L’artiste se pose ici comme scientifique, observant les poutres en bois et dessinant les moindres caractéristiques qui font d’elles des pièces uniques, alors qu’elles se trouvent à l’abandon dans l’espace chic de la Galerie Gradiva.

Dans cette salle les dessins se font face, d’un côté on présente des feuilles dépliées sur fond rythmique de lignes horizontales, d’un autre coté des volumes rouges, fruits de l’observation de bûches en combustion.

Biologiste dans une autre vie, Benoît Blanchard revisite les éléments de ses yeux et de ses mains. Il leur donne un second souffle, une vision différente comme pour sauvegarder l’unicité des sujets de ses œuvres. Seule la peinture isolée sur un mur déstabilise l’écosystème de ces formes soignées sur fond de blanc immaculé. Pour introduire la série Correction et Fragments, cette peinture à l’huile nous plonge dans une ambiance plus sombre.

La technique picturale de l’artiste nous amène dans l’intimité du sujet : des portraits pâles qui ne transmettent aucune lumière mais parlent d’eux même. Mélancoliques, ils se transforment en sculptures, à interpréter selon les expressions du visage.

Fragment pour un portrait #1, huile sur toile, 30x24cm, ©Benoit Blanchard

Fragment pour un portrait #1, huile sur toile, 30x24cm, ©Benoit Blanchard

 

Parmi cette série de portraits peints dans la pierre, des sculptures sont brisées comme ayant trop attendu sur cette toile. Les couleurs du fond des peintures font ressortir l’histoire muette des personnes représentées. Un dialogue se fait, entre les peintures et les spectateurs, aux allures de confessions.

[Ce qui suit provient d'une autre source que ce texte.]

mod common;

use common::{fixture_network, fixtures_dir};
use flightpath_lib::dataset::{
    load_connections_from_reader, AIRPORTS_FILENAME, ROUTES_FILENAME,
};
use flightpath_lib::{load_network, resolve_data_dir, Error};
use std::collections::HashMap;
use std::fs;

#[test]
fn loads_fixture_tables() {
    let network = fixture_network();
    assert_eq!(network.locations.len(), 29);
    // 98 directed rows plus one repeated airline row; two rows are unresolvable.
    assert_eq!(network.connections.len(), 99);
}

#[test]
fn skips_unresolvable_route_rows() {
    let network = fixture_network();
    let coordinates: HashMap<_, _> = network
        .locations
        .values()
        .map(|location| (location.id, location.coordinate))
        .collect();
    let routes = fs::File::open(fixtures_dir().join(ROUTES_FILENAME)).unwrap();
    let load = load_connections_from_reader(routes, &coordinates).unwrap();
    assert_eq!(load.skipped, 2);
    assert_eq!(load.connections.len(), 99);
}

#[test]
fn codes_resolve_case_insensitively() {
    let network = fixture_network();
    assert_eq!(network.location_id_by_code("TLL"), Some(1));
    assert_eq!(network.location_id_by_code("tll"), Some(1));
    assert_eq!(network.location_id_by_code("EETN"), Some(1));
    assert_eq!(network.location_id_by_code("XXX"), None);
}

#[test]
fn airport_without_iata_uses_icao_code() {
    let network = fixture_network();
    let haapsalu = network.location_by_code("eehu").expect("EEHU present");
    assert_eq!(haapsalu.id, 29);
    assert_eq!(haapsalu.iata, None);
    assert_eq!(haapsalu.display_code(), "EEHU");
    assert_eq!(network.display_code(29), "EEHU");
}

#[test]
fn fuzzy_matches_suggest_close_codes() {
    let network = fixture_network();
    let suggestions = network.fuzzy_code_matches("TLX", 3);
    assert!(suggestions.contains(&"TLL".to_string()));
    assert!(suggestions.len() <= 3);
}

#[test]
fn resolve_data_dir_accepts_fixture_directory() {
    let dir = resolve_data_dir(Some(&fixtures_dir())).unwrap();
    assert!(dir.join(AIRPORTS_FILENAME).is_file());
}

#[test]
fn missing_route_table_is_reported() {
    let temp = tempfile::tempdir().unwrap();
    fs::copy(
        fixtures_dir().join(AIRPORTS_FILENAME),
        temp.path().join(AIRPORTS_FILENAME),
    )
    .unwrap();

    let err = load_network(temp.path()).unwrap_err();
    match err {
        Error::DatasetNotFound { path } => assert!(path.ends_with(ROUTES_FILENAME)),
        other => panic!("unexpected error: {other:?}"),
    }
}

#[test]
fn malformed_airport_row_reports_file_and_line() {
    let temp = tempfile::tempdir().unwrap();
    fs::write(
        temp.path().join(AIRPORTS_FILENAME),
        "1,\"A\",\"B\",\"C\",\"AAA\",\"AAAA\",1.0,2.0\n2,\"D\",\"E\",\"F\",\"BBB\",\"BBBB\",abc,2.0\n",
    )
    .unwrap();
    fs::write(temp.path().join(ROUTES_FILENAME), "").unwrap();

    let err = load_network(temp.path()).unwrap_err();
    assert_eq!(err.to_string(), "airports.dat:2: invalid latitude \"abc\"");
}
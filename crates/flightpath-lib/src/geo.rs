//! Great-circle geometry on a spherical Earth.
//!
//! Every distance in the crate is expressed in kilometres and computed with the
//! haversine formula over a sphere of radius [`EARTH_RADIUS_KM`]. The same
//! function weights ground hops and drives the A* heuristic, which keeps the
//! heuristic admissible for synthetic edges by construction.

use serde::Serialize;

/// Mean Earth radius used for all surface distances.
pub const EARTH_RADIUS_KM: f64 = 6371.0;

/// Geographic position in decimal degrees.
#[derive(Debug, Clone, Copy, PartialEq, Serialize)]
pub struct Coordinate {
    pub latitude: f64,
    pub longitude: f64,
}

impl Coordinate {
    pub fn new(latitude: f64, longitude: f64) -> Self {
        Self {
            latitude,
            longitude,
        }
    }

    /// Whether both components are finite and within the geographic range.
    pub fn is_valid(&self) -> bool {
        self.latitude.is_finite()
            && self.longitude.is_finite()
            && (-90.0..=90.0).contains(&self.latitude)
            && (-180.0..=180.0).contains(&self.longitude)
    }

    /// Great-circle distance to another coordinate in kilometres.
    pub fn distance_km(&self, other: &Self) -> f64 {
        great_circle_distance(*self, *other)
    }

    /// Cartesian position on a sphere of radius [`EARTH_RADIUS_KM`].
    ///
    /// Straight-line (chord) distance between two of these points is monotonic
    /// in the great-circle distance, which is what the proximity index relies on.
    pub fn to_cartesian(&self) -> [f64; 3] {
        let lat = self.latitude.to_radians();
        let lon = self.longitude.to_radians();
        [
            EARTH_RADIUS_KM * lat.cos() * lon.cos(),
            EARTH_RADIUS_KM * lat.cos() * lon.sin(),
            EARTH_RADIUS_KM * lat.sin(),
        ]
    }
}

/// Haversine distance between two coordinates in kilometres.
pub fn great_circle_distance(a: Coordinate, b: Coordinate) -> f64 {
    let lat1 = a.latitude.to_radians();
    let lat2 = b.latitude.to_radians();
    let d_lat = (b.latitude - a.latitude).to_radians();
    let d_lon = (b.longitude - a.longitude).to_radians();

    let h = (d_lat / 2.0).sin().powi(2) + lat1.cos() * lat2.cos() * (d_lon / 2.0).sin().powi(2);
    // Rounding can push `h` marginally above 1 for antipodal points.
    let c = 2.0 * h.sqrt().min(1.0).asin();
    EARTH_RADIUS_KM * c
}

/// Chord length subtending a surface arc of `surface_km`.
pub(crate) fn chord_length(surface_km: f64) -> f64 {
    let angle = (surface_km / EARTH_RADIUS_KM).min(std::f64::consts::PI);
    2.0 * EARTH_RADIUS_KM * (angle / 2.0).sin()
}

Fragment pour un portrait inconnu, huile sur toile, 50x61cm, Benoit Blanchard©

Fragment pour un portrait inconnu, huile sur toile, 50x61cm, ©Benoît Blanchard

Une belle harmonie se retrouve dans la scénographie, qui parvient à faire coexister indépendamment les peintures les unes des autres. On choisit de faire durer le jeu de regard avec l’œuvre qui nous parle le plus sans craindre la jalousie de ses voisines.

 

Les + : Une exposition poétique, qui nous fait aimer le dessin, rarement mis en avant sur la scène contemporaine. Le lieu presque luxueux de la galerie Gradiva, en face du Musée du Louvre, nous fait ressentir un prestige tout particulier jusqu’à la dernière salle de la galerie où est exposée une collection d’artistes modernes. De plus, soulignons le texte parfaitement écrit de Fanny Lambert donné à l’entrée de l’exposition.

Les – : On a envie d’œuvres encore plus subtiles, qui vacillent entre relevés scientifique et dessins d’artiste.

 

Galerie Gradiva, 9 quai Voltaire, 75007, Paris.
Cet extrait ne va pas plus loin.